RECORDS TO PROCESS »
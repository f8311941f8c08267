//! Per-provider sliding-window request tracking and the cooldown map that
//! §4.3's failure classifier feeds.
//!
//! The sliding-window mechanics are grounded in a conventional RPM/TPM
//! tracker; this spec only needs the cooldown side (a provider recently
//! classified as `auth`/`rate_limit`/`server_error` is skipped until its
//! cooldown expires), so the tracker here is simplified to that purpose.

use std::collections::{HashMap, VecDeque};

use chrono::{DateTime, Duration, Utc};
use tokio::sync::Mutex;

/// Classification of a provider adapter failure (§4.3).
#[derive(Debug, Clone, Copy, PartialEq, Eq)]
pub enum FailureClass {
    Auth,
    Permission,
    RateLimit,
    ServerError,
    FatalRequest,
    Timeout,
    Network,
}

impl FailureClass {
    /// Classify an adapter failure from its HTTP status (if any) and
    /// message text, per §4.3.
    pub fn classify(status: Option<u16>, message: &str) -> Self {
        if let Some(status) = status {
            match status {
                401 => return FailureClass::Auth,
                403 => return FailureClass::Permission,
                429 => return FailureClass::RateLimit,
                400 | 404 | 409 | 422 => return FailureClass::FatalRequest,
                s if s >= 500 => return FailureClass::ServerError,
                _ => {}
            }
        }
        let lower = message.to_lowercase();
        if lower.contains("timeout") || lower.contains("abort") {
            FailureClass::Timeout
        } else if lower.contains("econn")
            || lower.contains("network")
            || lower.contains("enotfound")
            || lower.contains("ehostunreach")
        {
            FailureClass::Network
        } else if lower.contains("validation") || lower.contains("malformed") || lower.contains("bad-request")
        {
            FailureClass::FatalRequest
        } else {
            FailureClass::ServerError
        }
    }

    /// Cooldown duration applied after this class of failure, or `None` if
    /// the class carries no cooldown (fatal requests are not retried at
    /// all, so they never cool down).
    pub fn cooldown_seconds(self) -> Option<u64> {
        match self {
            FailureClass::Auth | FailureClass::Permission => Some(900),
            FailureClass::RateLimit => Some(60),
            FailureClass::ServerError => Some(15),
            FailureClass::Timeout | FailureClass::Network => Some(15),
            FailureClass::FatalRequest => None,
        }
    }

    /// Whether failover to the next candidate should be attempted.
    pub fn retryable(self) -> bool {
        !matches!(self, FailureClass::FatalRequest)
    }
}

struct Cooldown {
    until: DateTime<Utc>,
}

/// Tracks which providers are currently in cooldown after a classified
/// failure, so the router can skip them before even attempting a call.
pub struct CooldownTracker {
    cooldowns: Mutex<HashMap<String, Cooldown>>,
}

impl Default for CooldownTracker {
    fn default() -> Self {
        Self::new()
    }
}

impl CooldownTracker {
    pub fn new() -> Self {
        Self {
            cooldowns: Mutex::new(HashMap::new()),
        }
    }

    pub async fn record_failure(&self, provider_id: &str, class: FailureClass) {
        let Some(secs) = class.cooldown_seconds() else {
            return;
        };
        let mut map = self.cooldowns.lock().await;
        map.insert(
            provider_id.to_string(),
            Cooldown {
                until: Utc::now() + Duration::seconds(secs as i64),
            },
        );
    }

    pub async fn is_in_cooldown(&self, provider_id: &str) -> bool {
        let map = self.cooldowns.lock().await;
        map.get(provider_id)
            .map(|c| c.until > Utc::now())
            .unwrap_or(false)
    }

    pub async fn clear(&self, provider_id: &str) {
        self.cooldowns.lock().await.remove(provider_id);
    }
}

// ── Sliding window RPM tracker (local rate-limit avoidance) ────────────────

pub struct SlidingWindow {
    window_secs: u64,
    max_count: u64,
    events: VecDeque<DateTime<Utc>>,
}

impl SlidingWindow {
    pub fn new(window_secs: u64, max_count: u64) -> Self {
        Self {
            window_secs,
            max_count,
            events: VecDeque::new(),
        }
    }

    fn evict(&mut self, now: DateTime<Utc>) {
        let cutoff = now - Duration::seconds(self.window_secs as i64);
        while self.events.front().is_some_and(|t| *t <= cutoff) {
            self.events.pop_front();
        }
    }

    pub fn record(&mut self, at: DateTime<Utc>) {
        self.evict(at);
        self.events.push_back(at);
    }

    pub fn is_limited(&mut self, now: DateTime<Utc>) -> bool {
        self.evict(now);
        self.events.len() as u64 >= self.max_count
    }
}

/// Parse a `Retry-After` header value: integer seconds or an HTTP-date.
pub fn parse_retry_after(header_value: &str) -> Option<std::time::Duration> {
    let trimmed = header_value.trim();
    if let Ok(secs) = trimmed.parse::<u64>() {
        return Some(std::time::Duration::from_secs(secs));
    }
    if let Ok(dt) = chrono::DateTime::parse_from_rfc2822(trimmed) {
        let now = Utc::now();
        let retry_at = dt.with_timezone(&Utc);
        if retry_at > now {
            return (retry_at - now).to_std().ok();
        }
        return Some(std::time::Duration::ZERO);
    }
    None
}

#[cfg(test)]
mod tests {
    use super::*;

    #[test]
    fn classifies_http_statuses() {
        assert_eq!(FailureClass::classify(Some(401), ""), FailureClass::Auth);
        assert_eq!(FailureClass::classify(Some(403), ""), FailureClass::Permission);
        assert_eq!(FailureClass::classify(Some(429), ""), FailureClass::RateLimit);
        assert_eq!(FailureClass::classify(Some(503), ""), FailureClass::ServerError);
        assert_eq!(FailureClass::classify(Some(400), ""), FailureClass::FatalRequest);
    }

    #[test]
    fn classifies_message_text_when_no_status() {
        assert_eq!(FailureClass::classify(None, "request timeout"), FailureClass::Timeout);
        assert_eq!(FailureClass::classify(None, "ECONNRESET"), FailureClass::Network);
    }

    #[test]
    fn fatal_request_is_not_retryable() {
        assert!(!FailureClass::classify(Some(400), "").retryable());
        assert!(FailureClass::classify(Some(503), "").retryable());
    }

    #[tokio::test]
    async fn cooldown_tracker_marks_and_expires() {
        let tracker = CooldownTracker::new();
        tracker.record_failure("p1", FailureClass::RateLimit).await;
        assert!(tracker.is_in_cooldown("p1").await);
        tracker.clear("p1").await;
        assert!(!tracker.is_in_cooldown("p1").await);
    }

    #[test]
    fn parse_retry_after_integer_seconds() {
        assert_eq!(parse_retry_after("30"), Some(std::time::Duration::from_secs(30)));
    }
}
---
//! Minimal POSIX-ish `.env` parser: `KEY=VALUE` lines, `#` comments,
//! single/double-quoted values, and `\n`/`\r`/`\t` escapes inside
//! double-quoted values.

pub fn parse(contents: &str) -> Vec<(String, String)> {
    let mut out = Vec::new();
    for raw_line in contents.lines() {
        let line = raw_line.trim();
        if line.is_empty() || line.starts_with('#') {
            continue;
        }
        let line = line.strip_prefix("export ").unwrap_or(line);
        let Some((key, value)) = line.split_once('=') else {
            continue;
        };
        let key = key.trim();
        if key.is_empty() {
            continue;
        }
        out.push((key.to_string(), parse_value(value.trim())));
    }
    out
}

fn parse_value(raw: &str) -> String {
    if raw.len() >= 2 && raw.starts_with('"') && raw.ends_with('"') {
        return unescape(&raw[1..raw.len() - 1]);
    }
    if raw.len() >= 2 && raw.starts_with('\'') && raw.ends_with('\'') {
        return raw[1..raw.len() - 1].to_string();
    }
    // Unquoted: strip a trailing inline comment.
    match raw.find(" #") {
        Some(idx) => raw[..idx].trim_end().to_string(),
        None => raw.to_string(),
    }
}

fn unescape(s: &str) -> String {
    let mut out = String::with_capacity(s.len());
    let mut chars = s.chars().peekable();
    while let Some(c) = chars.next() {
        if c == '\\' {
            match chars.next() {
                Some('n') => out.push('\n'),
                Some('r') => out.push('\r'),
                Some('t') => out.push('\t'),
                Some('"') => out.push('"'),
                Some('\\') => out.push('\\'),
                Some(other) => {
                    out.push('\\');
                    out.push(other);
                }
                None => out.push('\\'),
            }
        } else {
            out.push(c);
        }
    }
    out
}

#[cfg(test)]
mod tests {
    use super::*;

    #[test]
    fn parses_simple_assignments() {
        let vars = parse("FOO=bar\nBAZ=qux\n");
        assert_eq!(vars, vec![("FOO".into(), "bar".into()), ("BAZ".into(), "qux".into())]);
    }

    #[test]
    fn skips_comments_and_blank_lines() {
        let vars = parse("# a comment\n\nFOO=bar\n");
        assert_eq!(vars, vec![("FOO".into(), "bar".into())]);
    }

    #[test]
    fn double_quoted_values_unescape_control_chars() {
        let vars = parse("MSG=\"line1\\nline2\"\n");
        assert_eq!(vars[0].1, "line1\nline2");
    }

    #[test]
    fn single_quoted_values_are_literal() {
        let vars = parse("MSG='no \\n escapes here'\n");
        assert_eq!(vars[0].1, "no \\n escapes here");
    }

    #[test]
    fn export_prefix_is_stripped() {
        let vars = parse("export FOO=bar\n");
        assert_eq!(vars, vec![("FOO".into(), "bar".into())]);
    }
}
* * *
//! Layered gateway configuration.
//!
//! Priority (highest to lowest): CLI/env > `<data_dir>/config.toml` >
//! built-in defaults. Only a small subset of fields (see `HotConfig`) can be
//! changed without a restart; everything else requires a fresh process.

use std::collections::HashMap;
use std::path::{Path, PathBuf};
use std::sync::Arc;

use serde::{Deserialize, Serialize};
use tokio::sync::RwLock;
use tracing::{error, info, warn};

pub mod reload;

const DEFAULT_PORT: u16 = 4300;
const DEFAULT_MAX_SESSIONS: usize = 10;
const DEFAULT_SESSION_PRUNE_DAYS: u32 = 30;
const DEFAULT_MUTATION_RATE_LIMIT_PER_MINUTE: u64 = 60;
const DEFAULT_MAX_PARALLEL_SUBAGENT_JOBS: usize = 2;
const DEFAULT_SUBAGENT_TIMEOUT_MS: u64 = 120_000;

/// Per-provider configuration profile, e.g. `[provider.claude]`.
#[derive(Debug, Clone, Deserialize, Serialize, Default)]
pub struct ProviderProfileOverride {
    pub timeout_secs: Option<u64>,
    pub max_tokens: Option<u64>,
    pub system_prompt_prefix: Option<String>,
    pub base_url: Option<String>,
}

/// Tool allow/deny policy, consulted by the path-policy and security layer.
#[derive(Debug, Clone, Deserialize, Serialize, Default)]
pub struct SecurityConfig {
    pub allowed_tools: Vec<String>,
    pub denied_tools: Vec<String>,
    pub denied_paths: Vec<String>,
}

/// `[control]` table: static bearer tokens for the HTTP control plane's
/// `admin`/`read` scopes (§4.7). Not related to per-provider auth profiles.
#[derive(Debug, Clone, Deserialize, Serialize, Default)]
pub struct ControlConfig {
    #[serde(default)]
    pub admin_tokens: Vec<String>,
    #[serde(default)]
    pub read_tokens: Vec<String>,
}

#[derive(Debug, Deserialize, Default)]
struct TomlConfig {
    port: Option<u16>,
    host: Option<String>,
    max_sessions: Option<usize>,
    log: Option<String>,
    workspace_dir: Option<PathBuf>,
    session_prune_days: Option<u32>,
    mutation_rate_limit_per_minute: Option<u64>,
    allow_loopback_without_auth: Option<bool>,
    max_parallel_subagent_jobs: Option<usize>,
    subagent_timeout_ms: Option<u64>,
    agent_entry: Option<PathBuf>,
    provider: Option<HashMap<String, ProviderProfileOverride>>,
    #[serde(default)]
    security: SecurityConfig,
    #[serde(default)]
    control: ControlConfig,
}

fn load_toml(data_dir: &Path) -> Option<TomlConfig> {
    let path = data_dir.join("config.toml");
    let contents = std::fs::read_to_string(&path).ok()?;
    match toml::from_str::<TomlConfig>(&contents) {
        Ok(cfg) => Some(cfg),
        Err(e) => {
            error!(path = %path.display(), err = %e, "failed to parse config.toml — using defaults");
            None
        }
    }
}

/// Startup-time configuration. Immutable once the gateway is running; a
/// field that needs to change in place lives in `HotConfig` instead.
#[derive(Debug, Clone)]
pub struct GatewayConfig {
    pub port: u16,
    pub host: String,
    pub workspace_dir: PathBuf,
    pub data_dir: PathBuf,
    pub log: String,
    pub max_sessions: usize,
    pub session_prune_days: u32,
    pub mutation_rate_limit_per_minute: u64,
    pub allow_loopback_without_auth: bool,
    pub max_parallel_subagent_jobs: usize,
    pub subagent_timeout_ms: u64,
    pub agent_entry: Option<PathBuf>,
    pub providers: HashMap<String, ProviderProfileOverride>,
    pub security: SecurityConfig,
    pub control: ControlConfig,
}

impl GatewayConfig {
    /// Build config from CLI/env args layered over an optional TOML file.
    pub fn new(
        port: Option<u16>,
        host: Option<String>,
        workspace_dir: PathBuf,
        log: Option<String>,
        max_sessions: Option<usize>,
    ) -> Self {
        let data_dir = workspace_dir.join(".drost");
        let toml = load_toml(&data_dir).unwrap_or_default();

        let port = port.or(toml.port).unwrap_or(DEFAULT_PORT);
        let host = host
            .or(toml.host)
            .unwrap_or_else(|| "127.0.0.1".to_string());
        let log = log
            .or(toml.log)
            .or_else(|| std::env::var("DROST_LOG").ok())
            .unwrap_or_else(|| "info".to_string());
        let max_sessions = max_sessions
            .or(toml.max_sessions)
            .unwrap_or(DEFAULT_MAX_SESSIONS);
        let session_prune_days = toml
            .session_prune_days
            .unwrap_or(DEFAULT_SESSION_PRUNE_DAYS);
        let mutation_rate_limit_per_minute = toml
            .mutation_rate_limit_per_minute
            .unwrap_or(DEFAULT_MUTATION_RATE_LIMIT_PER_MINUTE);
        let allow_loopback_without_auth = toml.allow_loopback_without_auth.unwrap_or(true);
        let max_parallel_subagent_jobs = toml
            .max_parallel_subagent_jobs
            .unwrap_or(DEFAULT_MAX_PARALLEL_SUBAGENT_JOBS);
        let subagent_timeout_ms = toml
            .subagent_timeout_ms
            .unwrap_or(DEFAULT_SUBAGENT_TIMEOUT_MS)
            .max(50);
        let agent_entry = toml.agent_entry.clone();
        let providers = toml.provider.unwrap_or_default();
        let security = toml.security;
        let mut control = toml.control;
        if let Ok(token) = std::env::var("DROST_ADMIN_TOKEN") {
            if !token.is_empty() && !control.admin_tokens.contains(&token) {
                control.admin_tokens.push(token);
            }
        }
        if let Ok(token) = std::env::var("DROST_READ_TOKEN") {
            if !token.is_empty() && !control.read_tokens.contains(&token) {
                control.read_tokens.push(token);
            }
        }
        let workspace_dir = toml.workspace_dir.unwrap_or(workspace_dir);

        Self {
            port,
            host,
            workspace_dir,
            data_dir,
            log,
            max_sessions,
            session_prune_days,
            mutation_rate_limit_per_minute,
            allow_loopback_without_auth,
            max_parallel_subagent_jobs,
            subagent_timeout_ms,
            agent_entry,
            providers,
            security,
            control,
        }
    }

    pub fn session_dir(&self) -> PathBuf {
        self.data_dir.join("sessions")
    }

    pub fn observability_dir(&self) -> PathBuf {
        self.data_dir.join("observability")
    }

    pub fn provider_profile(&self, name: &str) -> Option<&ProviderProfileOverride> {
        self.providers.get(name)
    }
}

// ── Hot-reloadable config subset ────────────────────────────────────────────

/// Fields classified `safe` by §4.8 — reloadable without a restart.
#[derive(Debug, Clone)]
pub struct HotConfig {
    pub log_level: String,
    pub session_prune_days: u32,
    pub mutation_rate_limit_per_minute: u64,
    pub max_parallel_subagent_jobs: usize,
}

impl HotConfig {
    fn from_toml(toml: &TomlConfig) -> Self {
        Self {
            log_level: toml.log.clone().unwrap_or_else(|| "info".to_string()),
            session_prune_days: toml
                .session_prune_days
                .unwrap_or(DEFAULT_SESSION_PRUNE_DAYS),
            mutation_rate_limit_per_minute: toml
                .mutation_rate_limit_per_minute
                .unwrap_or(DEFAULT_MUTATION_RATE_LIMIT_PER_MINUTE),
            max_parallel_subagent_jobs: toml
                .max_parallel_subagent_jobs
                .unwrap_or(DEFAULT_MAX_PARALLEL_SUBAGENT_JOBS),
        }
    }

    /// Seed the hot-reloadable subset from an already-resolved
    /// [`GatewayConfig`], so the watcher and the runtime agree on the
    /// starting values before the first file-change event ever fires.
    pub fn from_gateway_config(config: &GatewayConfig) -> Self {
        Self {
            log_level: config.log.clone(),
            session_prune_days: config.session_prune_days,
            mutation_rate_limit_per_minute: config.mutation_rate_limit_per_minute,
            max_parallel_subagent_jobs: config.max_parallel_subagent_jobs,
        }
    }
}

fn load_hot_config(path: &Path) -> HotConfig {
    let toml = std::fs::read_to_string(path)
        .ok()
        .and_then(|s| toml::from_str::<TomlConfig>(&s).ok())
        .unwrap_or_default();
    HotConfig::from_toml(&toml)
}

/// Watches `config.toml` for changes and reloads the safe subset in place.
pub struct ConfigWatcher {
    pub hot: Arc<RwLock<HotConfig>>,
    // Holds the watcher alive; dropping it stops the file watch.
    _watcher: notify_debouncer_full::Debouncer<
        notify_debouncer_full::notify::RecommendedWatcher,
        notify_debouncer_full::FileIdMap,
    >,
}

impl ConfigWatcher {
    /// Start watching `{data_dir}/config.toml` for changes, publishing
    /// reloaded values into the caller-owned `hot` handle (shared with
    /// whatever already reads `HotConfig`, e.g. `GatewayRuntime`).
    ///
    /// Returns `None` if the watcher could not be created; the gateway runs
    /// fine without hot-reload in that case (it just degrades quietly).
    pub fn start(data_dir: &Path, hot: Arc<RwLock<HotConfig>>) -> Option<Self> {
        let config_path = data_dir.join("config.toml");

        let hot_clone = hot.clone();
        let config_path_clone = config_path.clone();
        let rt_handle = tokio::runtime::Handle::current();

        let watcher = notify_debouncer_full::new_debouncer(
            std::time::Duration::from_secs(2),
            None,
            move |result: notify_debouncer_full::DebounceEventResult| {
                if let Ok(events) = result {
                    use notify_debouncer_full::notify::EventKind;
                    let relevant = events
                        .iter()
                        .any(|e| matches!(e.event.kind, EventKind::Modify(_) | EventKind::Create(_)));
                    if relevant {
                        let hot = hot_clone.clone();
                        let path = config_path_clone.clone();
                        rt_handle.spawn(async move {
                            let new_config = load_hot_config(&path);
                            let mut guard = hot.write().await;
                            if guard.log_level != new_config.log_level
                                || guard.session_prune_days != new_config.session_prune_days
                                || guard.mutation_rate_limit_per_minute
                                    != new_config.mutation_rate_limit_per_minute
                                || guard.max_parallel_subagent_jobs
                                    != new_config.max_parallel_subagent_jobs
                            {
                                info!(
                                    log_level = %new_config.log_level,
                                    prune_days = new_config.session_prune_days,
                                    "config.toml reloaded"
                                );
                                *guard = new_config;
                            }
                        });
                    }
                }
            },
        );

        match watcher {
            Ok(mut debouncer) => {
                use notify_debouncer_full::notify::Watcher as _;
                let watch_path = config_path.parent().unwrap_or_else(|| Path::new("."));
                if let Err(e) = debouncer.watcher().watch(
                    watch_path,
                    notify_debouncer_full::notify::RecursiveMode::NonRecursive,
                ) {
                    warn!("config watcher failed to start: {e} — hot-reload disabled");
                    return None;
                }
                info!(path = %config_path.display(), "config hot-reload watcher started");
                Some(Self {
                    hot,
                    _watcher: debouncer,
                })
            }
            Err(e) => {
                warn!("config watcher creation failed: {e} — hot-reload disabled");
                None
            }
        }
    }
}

INSTRUCTIONS TO FOLLOW »
Count lines, not occurrences: report how many lines in the entries above include the word "Permission", as a number alone.

REPLY TO THE EXERCISE »
4